To celebrate Pride Month in June, AT&T swapped in a new rainbow Twitter avatar.
But it also continued to shower anti-gay politician with cash. During June alone, AT&T gave $144,500 to more than 40 anti-gay politicians and their leadership PACs, a new FEC filing reveals.
Among the recipients of AT&T's money during Pride Month was Congresswoman Vicky Hartzler (R-MO), who received $1000. In 2017, Hartzler proposed legislation to deny medical treatment to trans members of the military. Hartzler said trans people who served in the military posed a danger to the United States that was similar to "North Korea, and Putin and ISIS." Hartzler's bill was defeated, but the policy was later adopted by the Trump administration.
Hartzler "made a name for herself as an anti-gay crusader." In 2004, she "drew national and international attention for her work in the campaign for a constitutional amendment in Missouri to ban gay marriage." Mother Jones described her as the "most anti-gay candidate in America." A spokesman for the Human Rights Campaign described Hartzler as someone who wakes up "in the morning thinking about what she can do to harm the LGBT community."
When Popular Information's previous reporting on AT&T was picked up by the New York Times, the company defended its donations to anti-gay officials. "We support candidates on both sides of the aisle who are addressing the issues that impact our business, our employees and our customers. That doesn’t mean we support their views on every issue," Michael Balmoris, an AT&T spokesman said.
But isn't LGBTQ rights an issue that impacts AT&T's business, employees, and customers?

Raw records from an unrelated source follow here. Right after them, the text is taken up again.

//! Error-bearing stand-in raster for a failed backend.
//!
//! The message is laid out as a small SVG (word-wrapped `<tspan>` lines at the
//! top-left) and rasterized with resvg, so the operator sees the failure in
//! the same slot the render would have occupied.

use image::{Rgba, RgbaImage};
use resvg::tiny_skia;
use resvg::usvg;
use std::sync::Arc;

const BACKGROUND: [u8; 4] = [0xF4, 0xF4, 0xF4, 0xFF];
const FRAME: [u8; 4] = [0xC0, 0x30, 0x30, 0xFF];
const FONT_SIZE: f32 = 12.0;
const LINE_HEIGHT: f32 = 15.0;
const MARGIN: f32 = 4.0;
/// Average advance of a sans-serif glyph relative to the font size.
const AVERAGE_ADVANCE: f32 = 0.55;

/// Lazily-loaded system font database for placeholder text.
///
/// Loading system fonts is slow, so it happens once per process.
static FONTDB: std::sync::LazyLock<Arc<usvg::fontdb::Database>> =
    std::sync::LazyLock::new(|| {
        let mut db = usvg::fontdb::Database::new();
        db.load_system_fonts();
        log::debug!("Loaded {} font faces for placeholder text", db.len());
        Arc::new(db)
    });

/// A `size`×`size` light canvas with `message` written on it.
///
/// A thin frame is always drawn, so the result is never a uniform canvas even
/// when no fonts are available.
pub fn render(message: &str, size: u32) -> RgbaImage {
    let size = size.max(1);
    match rasterize(&build_svg(message, size), size) {
        Some(image) => image,
        None => {
            log::warn!("Placeholder text rasterization failed; drawing frame only");
            framed_canvas(size)
        }
    }
}

fn rasterize(svg: &str, size: u32) -> Option<RgbaImage> {
    let opts = usvg::Options {
        fontdb: FONTDB.clone(),
        ..Default::default()
    };
    let tree = match usvg::Tree::from_str(svg, &opts) {
        Ok(t) => t,
        Err(e) => {
            log::debug!("Placeholder SVG parse failed: {e}");
            return None;
        }
    };

    let mut pixmap = tiny_skia::Pixmap::new(size, size)?;
    let [r, g, b, a] = BACKGROUND;
    pixmap.fill(tiny_skia::Color::from_rgba8(r, g, b, a));
    resvg::render(&tree, tiny_skia::Transform::default(), &mut pixmap.as_mut());

    // The background is opaque, so premultiplied and straight alpha agree.
    RgbaImage::from_raw(size, size, pixmap.take())
}

fn build_svg(message: &str, size: u32) -> String {
    let usable_width = size as f32 - 2.0 * MARGIN;
    let max_chars = ((usable_width / (FONT_SIZE * AVERAGE_ADVANCE)) as usize).max(1);
    let mut svg = format!(
        "<svg xmlns=\"http://www.w3.org/2000/svg\" width=\"{size}\" height=\"{size}\" \
         viewBox=\"0 0 {size} {size}\">\
         <rect x=\"0.5\" y=\"0.5\" width=\"{inner}\" height=\"{inner}\" fill=\"none\" \
         stroke=\"{frame}\" stroke-width=\"1\"/>\
         <text font-family=\"sans-serif\" font-size=\"{FONT_SIZE}\" fill=\"#202020\">",
        inner = size as f32 - 1.0,
        frame = hex(FRAME),
    );
    for (i, line) in wrap(message, max_chars).iter().enumerate() {
        let y = MARGIN + FONT_SIZE + i as f32 * LINE_HEIGHT;
        if y > size as f32 {
            break;
        }
        svg.push_str(&format!(
            "<tspan x=\"{MARGIN}\" y=\"{y}\">{}</tspan>",
            escape_xml(line)
        ));
    }
    svg.push_str("</text></svg>");
    svg
}

/// Greedy word wrap; words longer than a line are split.
pub(crate) fn wrap(text: &str, max_chars: usize) -> Vec<String> {
    let max_chars = max_chars.max(1);
    let mut lines = Vec::new();
    for paragraph in text.lines() {
        let mut line = String::new();
        for word in paragraph.split_whitespace() {
            let mut word: Vec<char> = word.chars().collect();
            while word.len() > max_chars {
                if !line.is_empty() {
                    lines.push(std::mem::take(&mut line));
                }
                lines.push(word.drain(..max_chars).collect());
            }
            let word: String = word.into_iter().collect();
            if word.is_empty() {
                continue;
            }
            let needed = if line.is_empty() {
                word.chars().count()
            } else {
                line.chars().count() + 1 + word.chars().count()
            };
            if needed > max_chars && !line.is_empty() {
                lines.push(std::mem::take(&mut line));
            }
            if !line.is_empty() {
                line.push(' ');
            }
            line.push_str(&word);
        }
        if !line.is_empty() {
            lines.push(line);
        }
    }
    lines
}

fn escape_xml(text: &str) -> String {
    let mut out = String::with_capacity(text.len());
    for c in text.chars() {
        match c {
            '&' => out.push_str("&amp;"),
            '<' => out.push_str("&lt;"),
            '>' => out.push_str("&gt;"),
            '"' => out.push_str("&quot;"),
            '\'' => out.push_str("&apos;"),
            c if c.is_control() => out.push(' '),
            c => out.push(c),
        }
    }
    out
}

fn hex(c: [u8; 4]) -> String {
    format!("#{:02X}{:02X}{:02X}", c[0], c[1], c[2])
}

fn framed_canvas(size: u32) -> RgbaImage {
    let mut image = RgbaImage::from_pixel(size, size, Rgba(BACKGROUND));
    let last = size - 1;
    for i in 0..size {
        for (x, y) in [(i, 0), (i, last), (0, i), (last, i)] {
            image.put_pixel(x, y, Rgba(FRAME));
        }
    }
    image
}
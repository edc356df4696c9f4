//! Render pass orchestration.
//!
//! A pass takes one document through every enabled backend:
//!
//! 1. estimate the document size and derive the crop target
//! 2. serve cache hits immediately (curated suite only)
//! 3. render the rest concurrently on a bounded worker pool
//! 4. write fresh external renders back to the cache (curated suite only)
//! 5. signal completion, then diff every backend against the reference
//!    (curated suite only)
//!
//! Only one pass may run at a time per coordinator; a second call while a
//! pass is active fails with [`CoordinatorError::Busy`].

pub mod diff;

use parking_lot::Mutex;
use std::collections::BTreeMap;
use std::path::{Path, PathBuf};
use std::sync::Arc;
use tokio::sync::Semaphore;

use crate::cache::RenderCache;
use crate::diff::DiffResult;
use crate::error::CoordinatorError;
use crate::events::{EventSink, ImageSource, RenderEvent};
use crate::raster::RasterSize;
use crate::renderer::{BackendRenderer, RenderRequest, RenderResult};
use crate::svg_size;
use crate::task_group::TaskGroup;
use vdiff_config::{Backend, RenderSettings};
use vdiff_process::ProcessRunner;

pub use diff::DiffCoordinator;

/// Where the coordinator is within a pass.
#[derive(Debug, Clone, Copy, PartialEq, Eq)]
pub enum CoordinatorState {
    Idle,
    Rendering,
    AllRendered,
    DiffPending,
}

/// Everything a finished pass produced.
#[derive(Debug, Clone)]
pub struct RenderOutcome {
    pub document: PathBuf,
    /// Crop target derived from the document's nominal size.
    pub image_size: RasterSize,
    pub renders: BTreeMap<Backend, RenderResult>,
    /// Empty for the ad-hoc corpus.
    pub diffs: BTreeMap<Backend, DiffResult>,
    /// Render tasks handed to the worker pool.
    pub dispatched: usize,
    /// Backends served from the cache.
    pub cache_hits: usize,
}

/// Resets the coordinator to `Idle` when a pass ends, however it ends.
struct PassGuard<'a> {
    state: &'a Mutex<CoordinatorState>,
}

impl PassGuard<'_> {
    fn set(&self, state: CoordinatorState) {
        *self.state.lock() = state;
    }
}

impl Drop for PassGuard<'_> {
    fn drop(&mut self) {
        *self.state.lock() = CoordinatorState::Idle;
    }
}

pub struct RenderCoordinator {
    cache: Arc<dyn RenderCache>,
    runner: Arc<dyn ProcessRunner>,
    state: Mutex<CoordinatorState>,
}

impl RenderCoordinator {
    pub fn new(cache: Arc<dyn RenderCache>, runner: Arc<dyn ProcessRunner>) -> Self {
        Self {
            cache,
            runner,
            state: Mutex::new(CoordinatorState::Idle),
        }
    }

    pub fn state(&self) -> CoordinatorState {
        *self.state.lock()
    }

    /// Run one pass for `document` with a frozen `settings` snapshot.
    ///
    /// Events are delivered to `sink` as they happen. Every enabled backend
    /// yields exactly one `ImageReady` (a failed backend yields a
    /// placeholder), followed by one `AllRendered`. For the curated suite the
    /// diffs follow, closed by one `AllDiffed`.
    ///
    /// # Errors
    /// [`CoordinatorError::Busy`] if a pass is already running, and
    /// [`CoordinatorError::WorkDir`] if the working directory cannot be created.
    ///
    /// # Panics
    /// Panics if the curated suite lacks a reference image for `document`.
    pub async fn render(
        &self,
        document: &Path,
        settings: &RenderSettings,
        sink: &dyn EventSink,
    ) -> Result<RenderOutcome, CoordinatorError> {
        {
            let mut state = self.state.lock();
            if *state != CoordinatorState::Idle {
                return Err(CoordinatorError::Busy);
            }
            *state = CoordinatorState::Rendering;
        }
        let pass = PassGuard { state: &self.state };

        std::fs::create_dir_all(&settings.work_dir).map_err(|source| {
            CoordinatorError::WorkDir {
                path: settings.work_dir.clone(),
                source,
            }
        })?;

        let image_size = svg_size::target_size(svg_size::estimate(document), settings.view_size);
        log::info!(
            "Rendering {:?} at {} (view {}px, {:?} suite)",
            document,
            image_size,
            settings.view_size,
            settings.suite
        );

        let curated = settings.is_curated();
        let request = |backend: Backend, rasterizer: PathBuf| RenderRequest {
            backend,
            document: document.to_path_buf(),
            view_size: settings.view_size,
            rasterizer,
            image_size,
        };

        let mut renders: BTreeMap<Backend, RenderResult> = BTreeMap::new();
        let mut requests = Vec::new();
        let mut cache_hits = 0;

        // The ad-hoc corpus has no reference images to compare against.
        if curated {
            requests.push(request(Backend::Reference, PathBuf::new()));
        }

        for invocation in &settings.backends {
            if curated && let Some(image) = self.cache.get(invocation.backend, document) {
                log::debug!("{} served from cache", invocation.backend.stable_name());
                let result = RenderResult::rendered(invocation.backend, image);
                sink.emit(RenderEvent::ImageReady {
                    backend: invocation.backend,
                    image: Arc::clone(result.image()),
                    source: ImageSource::Cached,
                    placeholder: false,
                });
                renders.insert(invocation.backend, result);
                cache_hits += 1;
                continue;
            }
            requests.push(request(invocation.backend, invocation.path.clone()));
        }

        let renderer = BackendRenderer::new(Arc::clone(&self.runner), settings);
        let permits = Arc::new(Semaphore::new(settings.workers.max(1)));
        let mut group = TaskGroup::new(permits);
        for request in requests {
            let renderer = renderer.clone();
            group.spawn(move || renderer.render(&request));
        }
        let dispatched = group.submitted();

        while let Some((_, result)) = group.next().await {
            let backend = result.backend;
            let image = Arc::clone(result.image());
            let placeholder = result.is_placeholder();
            renders.insert(backend, result);

            sink.emit(RenderEvent::ImageReady {
                backend,
                image: Arc::clone(&image),
                source: ImageSource::Rendered,
                placeholder,
            });

            if curated
                && !backend.is_reference()
                && let Err(e) = self.cache.put(backend, document, &image)
            {
                log::warn!("Failed to cache {} render: {}", backend.stable_name(), e);
            }
        }

        pass.set(CoordinatorState::AllRendered);
        sink.emit(RenderEvent::AllRendered {
            document: document.to_path_buf(),
        });

        let mut diffs = BTreeMap::new();
        if curated && let Some(reference) = renders.get(&Backend::Reference) {
            pass.set(CoordinatorState::DiffPending);
            let candidates = renders
                .iter()
                .filter(|(backend, _)| !backend.is_reference())
                .map(|(backend, result)| (*backend, Arc::clone(result.image())))
                .collect();
            diffs = DiffCoordinator::new(settings.workers)
                .run(document, Arc::clone(reference.image()), candidates, sink)
                .await;
        }

        Ok(RenderOutcome {
            document: document.to_path_buf(),
            image_size,
            renders,
            diffs,
            dispatched,
            cache_hits,
        })
    }
}
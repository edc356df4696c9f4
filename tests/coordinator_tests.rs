//! Render pass tests: cache short-circuit, event ordering, cropping, diffing
//! and single-flight behavior, with a fake rasterizer standing in for Java.

mod common;

use common::{
    CountingCache, FakeOutput, FakeRasterizer, Gate, REFERENCE_COLOR, TestSuiteDir,
    leftover_outputs,
};
use image::{Rgba, RgbaImage};
use std::path::PathBuf;
use std::sync::Arc;
use std::time::Duration;

use vdiff::{
    Backend, CoordinatorError, CoordinatorState, EventLog, ImageSource, NullSink, RasterSize,
    RenderCoordinator, RenderEvent, RenderSettings, TestSuite,
};

fn settings_with(suite: TestSuite, work_dir: PathBuf, backends: &[Backend]) -> RenderSettings {
    backends
        .iter()
        .fold(RenderSettings::new(suite, 240, work_dir), |settings, backend| {
            settings.with_backend(*backend, format!("/opt/{}.jar", backend.stable_name()))
        })
        .with_workers(4)
}

fn all_external(suite: TestSuite, work_dir: PathBuf) -> RenderSettings {
    settings_with(suite, work_dir, Backend::external())
}

fn position(events: &[RenderEvent], pred: impl Fn(&RenderEvent) -> bool) -> Vec<usize> {
    events
        .iter()
        .enumerate()
        .filter(|(_, e)| pred(e))
        .map(|(i, _)| i)
        .collect()
}

/// Cached backends are served without running the rasterizer, and every
/// ImageReady precedes the single AllRendered.
#[tokio::test]
async fn test_cache_hits_skip_dispatch() {
    let suite = TestSuiteDir::new();
    let document = suite.add_document("rect-01", 100, 80, true);

    let cache = Arc::new(CountingCache::default());
    for backend in [Backend::Batik, Backend::Jsvg, Backend::SvgSalamander] {
        cache.seed(backend, &document, RgbaImage::from_pixel(240, 192, REFERENCE_COLOR));
    }
    let runner = Arc::new(FakeRasterizer::new(FakeOutput::Solid(REFERENCE_COLOR)));
    let coordinator = RenderCoordinator::new(cache.clone(), runner.clone());
    let events = EventLog::new();

    let outcome = coordinator
        .render(&document, &all_external(TestSuite::Results, suite.work_dir()), &events)
        .await
        .unwrap();

    // Reference and EchoSVG are the only renders left to do.
    assert_eq!(outcome.cache_hits, 3);
    assert_eq!(outcome.dispatched, 2);
    assert_eq!(runner.calls(), 1);
    assert_eq!(cache.gets(), 4);
    assert_eq!(cache.puts(), 1);
    assert!(cache.contains(Backend::EchoSvg, &document));
    assert_eq!(outcome.renders.len(), 5);

    let events = events.take();
    let ready = position(&events, |e| matches!(e, RenderEvent::ImageReady { .. }));
    let all_rendered = position(&events, |e| matches!(e, RenderEvent::AllRendered { .. }));
    assert_eq!(ready.len(), 5);
    assert_eq!(all_rendered.len(), 1);
    assert!(ready.iter().all(|i| *i < all_rendered[0]));

    let cached = events
        .iter()
        .filter(|e| {
            matches!(
                e,
                RenderEvent::ImageReady {
                    source: ImageSource::Cached,
                    ..
                }
            )
        })
        .count();
    assert_eq!(cached, 3);
}

/// With every external backend cached, the reference is the only render
/// task; the four ready events still precede AllRendered.
#[tokio::test]
async fn test_fully_cached_pass_dispatches_only_reference() {
    let suite = TestSuiteDir::new();
    let document = suite.add_document("rect-01", 100, 80, true);

    let cache = Arc::new(CountingCache::default());
    let externals = [Backend::Batik, Backend::Jsvg, Backend::EchoSvg];
    for backend in externals {
        cache.seed(backend, &document, RgbaImage::from_pixel(240, 192, REFERENCE_COLOR));
    }
    let runner = Arc::new(FakeRasterizer::new(FakeOutput::Nothing));
    let coordinator = RenderCoordinator::new(cache.clone(), runner.clone());
    let events = EventLog::new();
    let settings = settings_with(TestSuite::Results, suite.work_dir(), &externals);

    let outcome = coordinator.render(&document, &settings, &events).await.unwrap();

    assert_eq!(outcome.dispatched, 1);
    assert_eq!(runner.calls(), 0);
    assert_eq!(cache.puts(), 0);
    assert_eq!(outcome.diffs.len(), 3);

    let events = events.take();
    let ready = position(&events, |e| matches!(e, RenderEvent::ImageReady { .. }));
    let all_rendered = position(&events, |e| matches!(e, RenderEvent::AllRendered { .. }));
    assert_eq!(ready.len(), 4);
    assert_eq!(all_rendered, vec![4]);
}

/// The ad-hoc corpus never touches the cache and has no reference or diffs.
#[tokio::test]
async fn test_custom_suite_bypasses_cache() {
    let suite = TestSuiteDir::new();
    let document = suite.add_document("shape", 100, 100, false);

    let cache = Arc::new(CountingCache::default());
    cache.seed(Backend::Batik, &document, RgbaImage::new(240, 240));
    let runner = Arc::new(FakeRasterizer::new(FakeOutput::Solid(Rgba([1, 2, 3, 255]))));
    let coordinator = RenderCoordinator::new(cache.clone(), runner.clone());
    let events = EventLog::new();

    let outcome = coordinator
        .render(&document, &all_external(TestSuite::Custom, suite.work_dir()), &events)
        .await
        .unwrap();

    assert_eq!(cache.gets(), 0);
    assert_eq!(cache.puts(), 0);
    assert_eq!(outcome.dispatched, 4);
    assert_eq!(runner.calls(), 4);
    assert!(!outcome.renders.contains_key(&Backend::Reference));
    assert!(outcome.diffs.is_empty());

    let events = events.take();
    assert!(matches!(events.last(), Some(RenderEvent::AllRendered { .. })));
    assert!(
        !events
            .iter()
            .any(|e| matches!(e, RenderEvent::DiffReady { .. } | RenderEvent::AllDiffed { .. }))
    );
}

/// A 100x80 document at view size 240 is cropped to 240x192 starting at
/// row 24 of the square rasterizer output, then diffed at that size.
#[tokio::test]
async fn test_crop_and_diff_follow_document_aspect() {
    let suite = TestSuiteDir::new();
    let document = suite.add_document("rect-01", 100, 80, true);

    let runner = Arc::new(FakeRasterizer::new(FakeOutput::RowIndex));
    let coordinator = RenderCoordinator::new(Arc::new(CountingCache::default()), runner);
    let events = EventLog::new();
    let settings = settings_with(TestSuite::Results, suite.work_dir(), &[Backend::Batik]);

    let outcome = coordinator.render(&document, &settings, &events).await.unwrap();

    assert_eq!(outcome.image_size, RasterSize::new(240, 192));

    let batik = outcome.renders[&Backend::Batik].image();
    assert_eq!((batik.width(), batik.height()), (240, 192));
    assert_eq!(batik.get_pixel(0, 0), &Rgba([0, 24, 0, 255]));
    assert_eq!(batik.get_pixel(0, 191), &Rgba([0, 215, 0, 255]));

    let reference = outcome.renders[&Backend::Reference].image();
    assert_eq!((reference.width(), reference.height()), (240, 192));

    let diff = &outcome.diffs[&Backend::Batik];
    assert_eq!((diff.stats.width, diff.stats.height), (240, 192));
    assert_eq!(diff.stats.differing_pixels, 240 * 192);

    // The rasterizer's temporary output is gone.
    assert!(leftover_outputs(&suite.work_dir()).is_empty());

    let events = events.take();
    let all_rendered = position(&events, |e| matches!(e, RenderEvent::AllRendered { .. }));
    let diff_ready = position(&events, |e| matches!(e, RenderEvent::DiffReady { .. }));
    let all_diffed = position(&events, |e| matches!(e, RenderEvent::AllDiffed { .. }));
    assert_eq!(diff_ready.len(), 1);
    assert_eq!(all_diffed, vec![events.len() - 1]);
    assert!(diff_ready[0] > all_rendered[0]);
}

/// A backend matching the reference produces an all-white diff.
#[tokio::test]
async fn test_matching_backend_diffs_clean() {
    let suite = TestSuiteDir::new();
    let document = suite.add_document("square", 50, 50, true);

    let runner =
        Arc::new(FakeRasterizer::new(FakeOutput::Solid(REFERENCE_COLOR)).with_stdout("success"));
    let coordinator = RenderCoordinator::new(Arc::new(CountingCache::default()), runner);
    let backends = [Backend::Batik, Backend::Jsvg];
    let settings = settings_with(TestSuite::Results, suite.work_dir(), &backends);

    let outcome = coordinator.render(&document, &settings, &NullSink).await.unwrap();

    assert_eq!(outcome.diffs.len(), 2);
    for diff in outcome.diffs.values() {
        assert!(diff.stats.is_identical(), "{:?}", diff.stats);
        assert!(diff.image.pixels().all(|p| *p == Rgba([255, 255, 255, 255])));
    }
}

/// Every enabled backend reports exactly once, even with a single worker.
#[tokio::test]
async fn test_single_worker_completes_every_backend() {
    let suite = TestSuiteDir::new();
    let document = suite.add_document("rect-02", 120, 60, true);

    let runner = Arc::new(FakeRasterizer::new(FakeOutput::Solid(REFERENCE_COLOR)));
    let coordinator = RenderCoordinator::new(Arc::new(CountingCache::default()), runner.clone());
    let events = EventLog::new();
    let settings = all_external(TestSuite::Results, suite.work_dir()).with_workers(1);

    let outcome = coordinator.render(&document, &settings, &events).await.unwrap();

    assert_eq!(runner.calls(), 4);
    assert_eq!(outcome.renders.len(), 5);
    assert_eq!(outcome.diffs.len(), 4);
    let events = events.take();
    for backend in Backend::all() {
        let count = events
            .iter()
            .filter(|e| matches!(e, RenderEvent::ImageReady { backend: b, .. } if b == backend))
            .count();
        assert_eq!(count, 1, "{backend}");
    }
}

/// A second pass cannot start while the first is still rendering.
#[tokio::test]
async fn test_concurrent_pass_is_rejected() {
    let suite = TestSuiteDir::new();
    let document = suite.add_document("busy", 10, 10, false);

    let gate = Gate::default();
    let runner = Arc::new(
        FakeRasterizer::new(FakeOutput::Solid(REFERENCE_COLOR)).with_gate(gate.clone()),
    );
    let coordinator = RenderCoordinator::new(Arc::new(CountingCache::default()), runner);
    let settings = settings_with(TestSuite::Custom, suite.work_dir(), &[Backend::Batik]);

    let (first, second) = tokio::join!(coordinator.render(&document, &settings, &NullSink), async {
        let state = coordinator.state();
        let result = coordinator.render(&document, &settings, &NullSink).await;
        gate.open();
        (state, result)
    });

    assert!(first.is_ok());
    let (state, result) = second;
    assert_eq!(state, CoordinatorState::Rendering);
    assert!(matches!(result, Err(CoordinatorError::Busy)));

    assert_eq!(coordinator.state(), CoordinatorState::Idle);
    assert!(coordinator.render(&document, &settings, &NullSink).await.is_ok());
}

/// Two coordinators sharing a working directory each load their own
/// rasterizer output, even while one render is still in flight.
#[tokio::test]
async fn test_shared_work_dir_keeps_outputs_apart() {
    let suite = TestSuiteDir::new();
    let slow_document = suite.add_document("slow", 10, 10, false);
    let fast_document = suite.add_document("fast", 10, 10, false);
    let red = Rgba([255, 0, 0, 255]);
    let blue = Rgba([0, 0, 255, 255]);

    // The slow render keeps its output on disk long enough for the fast one
    // to write and load its own in the same directory.
    let slow_runner =
        FakeRasterizer::new(FakeOutput::Solid(red)).with_delay(Duration::from_millis(400));
    let slow = RenderCoordinator::new(Arc::new(CountingCache::default()), Arc::new(slow_runner));
    let fast = RenderCoordinator::new(
        Arc::new(CountingCache::default()),
        Arc::new(FakeRasterizer::new(FakeOutput::Solid(blue))),
    );
    let settings = settings_with(TestSuite::Custom, suite.work_dir(), &[Backend::Batik]);

    let (slow_outcome, fast_outcome) = tokio::join!(
        slow.render(&slow_document, &settings, &NullSink),
        async {
            tokio::time::sleep(Duration::from_millis(100)).await;
            fast.render(&fast_document, &settings, &NullSink).await
        }
    );

    let slow_batik = &slow_outcome.unwrap().renders[&Backend::Batik];
    let fast_batik = &fast_outcome.unwrap().renders[&Backend::Batik];
    assert!(!slow_batik.is_placeholder(), "{:?}", slow_batik.error_message());
    assert!(!fast_batik.is_placeholder(), "{:?}", fast_batik.error_message());
    assert!(slow_batik.image().pixels().all(|p| *p == red));
    assert!(fast_batik.image().pixels().all(|p| *p == blue));
    assert!(leftover_outputs(&suite.work_dir()).is_empty());
}

/// An unusable working directory is reported before anything renders.
#[tokio::test]
async fn test_work_dir_failure_is_an_error() {
    let suite = TestSuiteDir::new();
    let document = suite.add_document("doc", 10, 10, false);
    let blocker = suite.root.path().join("file");
    std::fs::write(&blocker, b"").unwrap();

    let runner = Arc::new(FakeRasterizer::new(FakeOutput::Nothing));
    let coordinator = RenderCoordinator::new(Arc::new(CountingCache::default()), runner.clone());
    let settings = settings_with(TestSuite::Custom, blocker.join("work"), &[Backend::Batik]);

    let result = coordinator.render(&document, &settings, &NullSink).await;

    assert!(matches!(result, Err(CoordinatorError::WorkDir { .. })));
    assert_eq!(runner.calls(), 0);
    assert_eq!(coordinator.state(), CoordinatorState::Idle);
}
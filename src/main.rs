use anyhow::Result;
use clap::Parser;
use vdiff::cli::{self, Cli};

fn main() -> Result<()> {
    let cli = Cli::parse();

    // CLI --log-level takes precedence, then RUST_LOG, then the settings file
    // (applied once it has been loaded).
    vdiff::debug::init_log_bridge(cli.log_level.map(|level| level.to_level_filter()));
    log::info!("Starting vdiff {}", vdiff::VERSION);

    let result = cli::execute(cli);
    if let Err(ref e) = result {
        log::error!("vdiff failed: {e:#}");
        eprintln!("vdiff: error: {e:#}");
    }
    result
}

The company's Twitter account sure makes it seem that way.
Support independent accountability journalism
There are no advertisers or wealthy donors supporting this work. It is powered exclusively by readers. Please consider becoming a paid subscriber. It’s just $6 per month or $50 for an entire year.
In return, I'll bring you groundbreaking research and deep insight into the political news that matters most, four days per week. I'll draw on my extensive background in politics and media to decode the chaos, and deliver perspective and context you won't find anywhere else.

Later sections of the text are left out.